Pyrenebutylmethylphosphonofluoridate reacts with trypsin and elastase to yield a conjugate with a stoichiometry of one fluorescent label per enzyme molecule as already observed with chymotrypsin [1]. The kinetics of inactivation indicate that the serine active center of the proteases is involved in the labeling reaction. The binding of the proteases to α 2-macroglobulin does not modify the specificity of the reaction but drastically diminishes the labeling rate which also depends upon α 2-macroglobulin protease binding ratio. Dynamic quenching of the conjugated pyrene moiety by acrylamide, and iodide ions is markedly reduced upon reaction of the protease with α 2-macroglobulin, indicating a reduced accessibility of the protease active center in the complex. Singlet-singlet energy transfer measurements from the donor pyrene labeled active center of the proteases to the α 2-macroglobulin acceptor labeled thiol groups which are liberated upon protease fixation, gave a rough estimate of the distance (about 25 ) between the active center of the two α 2-macroglobulin bound protease molecules. Le pyrènebutylméthylphosphonofluoridate se fixe, en conditions stoechiométriques (1/1) sur la trypsine et sur l'élastase. Le dérivé fluorescent obtenu inactive spécifiquement le site catalytique des sérine-protéases, ce qui avait déjà été observé sur la chymotrypsine [1]. Les cinétiques d'inactivation par ce pyrène sont fortement ralenties lorsque l'enzyme est associé à l'α 2-macroglobuline (α 2M); la réactivité de ce marqueur dépend du nombre de protéases liées à l'α 2M, sans toutefois que sa spécificité vis-à-vis du centre actif de ces enzymes soit affectée.

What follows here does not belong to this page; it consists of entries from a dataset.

//! Mesh triangles with precomputed normal and bounds

use super::{Bounds, Line, Point, Vector};
use crate::config::EPSILON;

/// A triangle of the model
///
/// The normal follows the right-hand rule over `points` and is the zero
/// vector for degenerate triangles. `id` is the triangle's index in its
/// model and identifies it in collision contacts.
#[derive(Debug, Clone, PartialEq)]
pub struct Triangle {
    /// Index of the triangle in its model
    pub id: usize,
    /// Corners, in winding order
    pub points: [Point; 3],
    /// Unit normal (zero for degenerate triangles)
    pub normal: Vector,
    /// Axis-aligned bounds of the corners
    pub bounds: Bounds,
}

impl Triangle {
    /// Create a triangle and precompute its normal and bounds
    pub fn new(id: usize, p1: Point, p2: Point, p3: Point) -> Self {
        let (ab, ac) = (p2 - p1, p3 - p1);
        let cross = ab.cross(&ac);
        // sine of the corner angle, independent of the triangle's size
        let normal = if cross.norm() <= EPSILON * ab.norm() * ac.norm() {
            Vector::default()
        } else {
            cross * (1.0 / cross.norm())
        };
        let bounds = Bounds::new(
            p1.x.min(p2.x).min(p3.x),
            p1.x.max(p2.x).max(p3.x),
            p1.y.min(p2.y).min(p3.y),
            p1.y.max(p2.y).max(p3.y),
            p1.z.min(p2.z).min(p3.z),
            p1.z.max(p2.z).max(p3.z),
        );
        Self {
            id,
            points: [p1, p2, p3],
            normal,
            bounds,
        }
    }

    /// Lowest Z of the corners
    pub fn minz(&self) -> f64 {
        self.bounds.minz
    }

    /// Highest Z of the corners
    pub fn maxz(&self) -> f64 {
        self.bounds.maxz
    }

    /// Whether the corners are (nearly) collinear
    pub fn is_degenerate(&self) -> bool {
        self.normal == Vector::default()
    }

    /// The three edges in winding order
    pub fn edges(&self) -> [Line; 3] {
        let [a, b, c] = self.points;
        [Line::new(a, b), Line::new(b, c), Line::new(c, a)]
    }

    /// Closest point on the (filled) triangle to `p`
    pub fn closest_point(&self, p: &Point) -> Point {
        let [a, b, c] = self.points;
        let ab = b - a;
        let ac = c - a;

        let ap = *p - a;
        let d1 = ab.dot(&ap);
        let d2 = ac.dot(&ap);
        if d1 <= 0.0 && d2 <= 0.0 {
            return a;
        }

        let bp = *p - b;
        let d3 = ab.dot(&bp);
        let d4 = ac.dot(&bp);
        if d3 >= 0.0 && d4 <= d3 {
            return b;
        }

        let vc = d1 * d4 - d3 * d2;
        if vc <= 0.0 && d1 >= 0.0 && d3 <= 0.0 {
            return a + ab * (d1 / (d1 - d3));
        }

        let cp = *p - c;
        let d5 = ab.dot(&cp);
        let d6 = ac.dot(&cp);
        if d6 >= 0.0 && d5 <= d6 {
            return c;
        }

        let vb = d5 * d2 - d1 * d6;
        if vb <= 0.0 && d2 >= 0.0 && d6 <= 0.0 {
            return a + ac * (d2 / (d2 - d6));
        }

        let va = d3 * d6 - d5 * d4;
        if va <= 0.0 && (d4 - d3) >= 0.0 && (d5 - d6) >= 0.0 {
            return b + (c - b) * ((d4 - d3) / ((d4 - d3) + (d5 - d6)));
        }

        let denom = va + vb + vc;
        if denom == 0.0 {
            // collinear corners; the vertex tests above cover the ends
            return a;
        }
        a + ab * (vb / denom) + ac * (vc / denom)
    }

    /// Distance from `p` to the filled triangle
    pub fn distance_to(&self, p: &Point) -> f64 {
        p.distance(&self.closest_point(p))
    }
}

Le quenching dynamique de cette sonde fluorescente par l'acrylamide ou par les ions iodures est réduit de façon significative lorsque la protéase est liée à l'α 2M, l'accessibilité du centre actif est donc plus faible dans le cas où la protéase est complexée avec l'α 2M. Des mesures de transfert d'énergie singulet-singulet du centre actif des protéases marqué au pyrène vers un accepteur lié aux groupes-SH rendus accessible après action de ces protéases donnent une distance approximative de 25entre les centres actifs de deux molécules d'enzymes liées à l'α 2M.